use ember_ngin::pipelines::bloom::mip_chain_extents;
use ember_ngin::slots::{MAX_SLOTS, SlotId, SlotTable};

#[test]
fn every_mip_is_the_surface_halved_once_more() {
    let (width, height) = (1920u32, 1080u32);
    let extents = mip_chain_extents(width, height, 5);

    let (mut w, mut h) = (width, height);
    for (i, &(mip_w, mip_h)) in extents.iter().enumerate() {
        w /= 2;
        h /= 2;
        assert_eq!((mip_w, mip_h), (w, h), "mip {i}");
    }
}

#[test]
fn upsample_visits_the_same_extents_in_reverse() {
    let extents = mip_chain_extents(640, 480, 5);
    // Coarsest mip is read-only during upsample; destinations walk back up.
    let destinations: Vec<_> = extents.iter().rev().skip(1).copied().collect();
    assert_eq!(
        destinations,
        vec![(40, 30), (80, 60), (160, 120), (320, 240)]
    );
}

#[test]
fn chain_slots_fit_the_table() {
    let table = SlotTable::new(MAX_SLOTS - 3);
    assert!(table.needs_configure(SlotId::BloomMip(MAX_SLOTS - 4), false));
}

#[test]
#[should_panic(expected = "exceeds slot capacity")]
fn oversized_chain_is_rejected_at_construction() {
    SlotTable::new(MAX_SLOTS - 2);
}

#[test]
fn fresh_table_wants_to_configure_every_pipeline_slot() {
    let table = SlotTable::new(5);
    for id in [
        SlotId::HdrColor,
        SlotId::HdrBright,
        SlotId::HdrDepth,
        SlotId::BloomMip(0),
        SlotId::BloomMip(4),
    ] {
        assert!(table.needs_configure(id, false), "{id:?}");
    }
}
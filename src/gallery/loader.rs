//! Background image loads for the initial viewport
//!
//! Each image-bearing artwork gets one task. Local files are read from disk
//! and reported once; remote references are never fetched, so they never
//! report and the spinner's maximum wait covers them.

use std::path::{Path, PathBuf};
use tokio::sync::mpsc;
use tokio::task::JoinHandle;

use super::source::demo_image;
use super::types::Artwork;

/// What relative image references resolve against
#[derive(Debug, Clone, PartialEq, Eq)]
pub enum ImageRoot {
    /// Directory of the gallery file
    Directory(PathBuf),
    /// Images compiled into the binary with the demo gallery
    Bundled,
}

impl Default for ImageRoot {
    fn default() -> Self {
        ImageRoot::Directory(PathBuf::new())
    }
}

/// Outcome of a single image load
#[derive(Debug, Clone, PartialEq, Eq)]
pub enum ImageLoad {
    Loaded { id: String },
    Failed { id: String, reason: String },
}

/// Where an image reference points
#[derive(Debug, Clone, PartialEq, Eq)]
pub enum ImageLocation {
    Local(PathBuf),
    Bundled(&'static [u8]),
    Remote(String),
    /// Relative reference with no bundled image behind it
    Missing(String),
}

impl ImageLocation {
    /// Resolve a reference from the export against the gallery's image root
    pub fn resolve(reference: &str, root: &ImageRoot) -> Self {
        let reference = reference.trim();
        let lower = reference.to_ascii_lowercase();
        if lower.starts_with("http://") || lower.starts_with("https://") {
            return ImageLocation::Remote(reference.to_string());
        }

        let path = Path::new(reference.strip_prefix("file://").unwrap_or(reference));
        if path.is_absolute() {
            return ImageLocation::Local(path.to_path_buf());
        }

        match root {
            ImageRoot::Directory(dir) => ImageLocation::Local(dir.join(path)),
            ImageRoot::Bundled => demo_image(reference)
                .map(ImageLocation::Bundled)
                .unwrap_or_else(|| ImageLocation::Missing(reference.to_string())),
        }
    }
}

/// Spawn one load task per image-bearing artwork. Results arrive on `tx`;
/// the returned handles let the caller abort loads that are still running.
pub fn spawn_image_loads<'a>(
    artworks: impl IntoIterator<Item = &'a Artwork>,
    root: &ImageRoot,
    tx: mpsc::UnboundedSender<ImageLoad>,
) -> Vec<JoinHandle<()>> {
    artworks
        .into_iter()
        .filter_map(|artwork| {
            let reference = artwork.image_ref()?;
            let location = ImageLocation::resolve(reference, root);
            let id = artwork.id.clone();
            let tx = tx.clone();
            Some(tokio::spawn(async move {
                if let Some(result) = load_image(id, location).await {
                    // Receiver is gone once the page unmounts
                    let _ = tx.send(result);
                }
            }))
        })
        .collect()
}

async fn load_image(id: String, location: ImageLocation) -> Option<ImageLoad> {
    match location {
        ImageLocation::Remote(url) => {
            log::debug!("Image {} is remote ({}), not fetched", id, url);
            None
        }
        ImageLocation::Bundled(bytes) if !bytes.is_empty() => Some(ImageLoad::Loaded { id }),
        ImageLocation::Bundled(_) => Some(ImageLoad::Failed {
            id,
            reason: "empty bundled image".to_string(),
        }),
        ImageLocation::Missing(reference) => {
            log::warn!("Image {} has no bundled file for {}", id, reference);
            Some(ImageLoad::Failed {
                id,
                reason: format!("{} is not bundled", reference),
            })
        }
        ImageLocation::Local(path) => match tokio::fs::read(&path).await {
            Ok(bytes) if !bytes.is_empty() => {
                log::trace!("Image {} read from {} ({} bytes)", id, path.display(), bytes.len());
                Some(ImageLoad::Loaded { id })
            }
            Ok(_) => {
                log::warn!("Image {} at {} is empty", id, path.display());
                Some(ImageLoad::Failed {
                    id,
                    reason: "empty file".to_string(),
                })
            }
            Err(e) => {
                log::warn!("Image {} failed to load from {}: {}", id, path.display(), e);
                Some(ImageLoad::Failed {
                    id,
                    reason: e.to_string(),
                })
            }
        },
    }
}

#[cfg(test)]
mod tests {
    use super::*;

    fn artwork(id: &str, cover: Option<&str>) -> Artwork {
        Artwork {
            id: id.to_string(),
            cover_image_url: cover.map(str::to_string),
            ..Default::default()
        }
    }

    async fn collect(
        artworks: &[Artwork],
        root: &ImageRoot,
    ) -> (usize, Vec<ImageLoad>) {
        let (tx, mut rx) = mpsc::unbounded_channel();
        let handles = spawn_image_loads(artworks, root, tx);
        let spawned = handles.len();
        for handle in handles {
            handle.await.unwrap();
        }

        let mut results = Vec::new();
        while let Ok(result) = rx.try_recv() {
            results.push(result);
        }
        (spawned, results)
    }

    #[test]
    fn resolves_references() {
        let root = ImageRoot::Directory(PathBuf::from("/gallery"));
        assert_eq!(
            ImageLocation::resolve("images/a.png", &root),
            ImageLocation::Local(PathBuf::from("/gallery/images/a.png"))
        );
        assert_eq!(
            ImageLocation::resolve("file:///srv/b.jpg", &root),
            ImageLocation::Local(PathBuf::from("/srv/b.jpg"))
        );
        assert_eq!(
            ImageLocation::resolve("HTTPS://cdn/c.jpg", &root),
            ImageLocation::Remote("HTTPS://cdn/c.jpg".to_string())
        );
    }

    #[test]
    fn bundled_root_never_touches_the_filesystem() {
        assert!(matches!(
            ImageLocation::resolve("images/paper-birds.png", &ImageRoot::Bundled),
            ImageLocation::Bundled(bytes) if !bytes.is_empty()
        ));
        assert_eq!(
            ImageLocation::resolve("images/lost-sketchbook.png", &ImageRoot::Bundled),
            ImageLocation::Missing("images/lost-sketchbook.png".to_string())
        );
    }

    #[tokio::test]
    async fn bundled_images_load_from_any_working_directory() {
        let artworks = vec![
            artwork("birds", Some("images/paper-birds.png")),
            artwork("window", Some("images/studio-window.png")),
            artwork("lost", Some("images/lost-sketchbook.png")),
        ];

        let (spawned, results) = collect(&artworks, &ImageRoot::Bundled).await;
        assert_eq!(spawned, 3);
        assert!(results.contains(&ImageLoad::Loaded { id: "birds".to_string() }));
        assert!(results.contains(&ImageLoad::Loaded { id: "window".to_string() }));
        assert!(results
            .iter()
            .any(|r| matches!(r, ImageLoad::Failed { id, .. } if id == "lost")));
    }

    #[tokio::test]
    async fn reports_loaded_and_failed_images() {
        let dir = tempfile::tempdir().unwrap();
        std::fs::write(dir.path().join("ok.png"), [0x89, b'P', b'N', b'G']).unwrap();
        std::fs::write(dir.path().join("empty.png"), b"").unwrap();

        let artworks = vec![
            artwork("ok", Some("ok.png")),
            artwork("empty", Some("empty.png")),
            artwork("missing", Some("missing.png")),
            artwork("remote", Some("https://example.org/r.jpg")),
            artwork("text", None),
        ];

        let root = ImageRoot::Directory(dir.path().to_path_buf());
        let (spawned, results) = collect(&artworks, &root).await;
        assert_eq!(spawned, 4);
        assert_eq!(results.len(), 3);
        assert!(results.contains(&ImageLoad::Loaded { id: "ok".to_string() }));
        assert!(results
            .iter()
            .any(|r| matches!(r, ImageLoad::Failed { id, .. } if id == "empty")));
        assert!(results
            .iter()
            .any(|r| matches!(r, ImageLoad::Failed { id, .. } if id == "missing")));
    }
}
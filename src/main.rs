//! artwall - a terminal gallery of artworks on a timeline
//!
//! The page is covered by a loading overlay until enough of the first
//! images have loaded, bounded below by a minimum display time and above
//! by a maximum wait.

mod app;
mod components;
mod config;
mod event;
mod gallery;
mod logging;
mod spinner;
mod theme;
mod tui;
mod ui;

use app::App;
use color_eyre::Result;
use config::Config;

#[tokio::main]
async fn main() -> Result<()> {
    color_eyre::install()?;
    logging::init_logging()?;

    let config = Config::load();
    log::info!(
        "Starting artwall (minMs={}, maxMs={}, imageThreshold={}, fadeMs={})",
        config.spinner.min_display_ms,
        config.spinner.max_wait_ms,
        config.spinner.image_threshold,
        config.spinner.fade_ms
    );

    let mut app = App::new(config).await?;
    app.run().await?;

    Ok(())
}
····················
(Try it)
Starting with the first line of the data above, copy each line exactly until you reach the line with "let extents = mip_chain_extents(width, height, 5);"; include that line as well.

(Exercise solution)
use ember_ngin::pipelines::bloom::mip_chain_extents;
use ember_ngin::slots::{MAX_SLOTS, SlotId, SlotTable};

#[test]
fn every_mip_is_the_surface_halved_once_more() {
    let (width, height) = (1920u32, 1080u32);
    let extents = mip_chain_extents(width, height, 5);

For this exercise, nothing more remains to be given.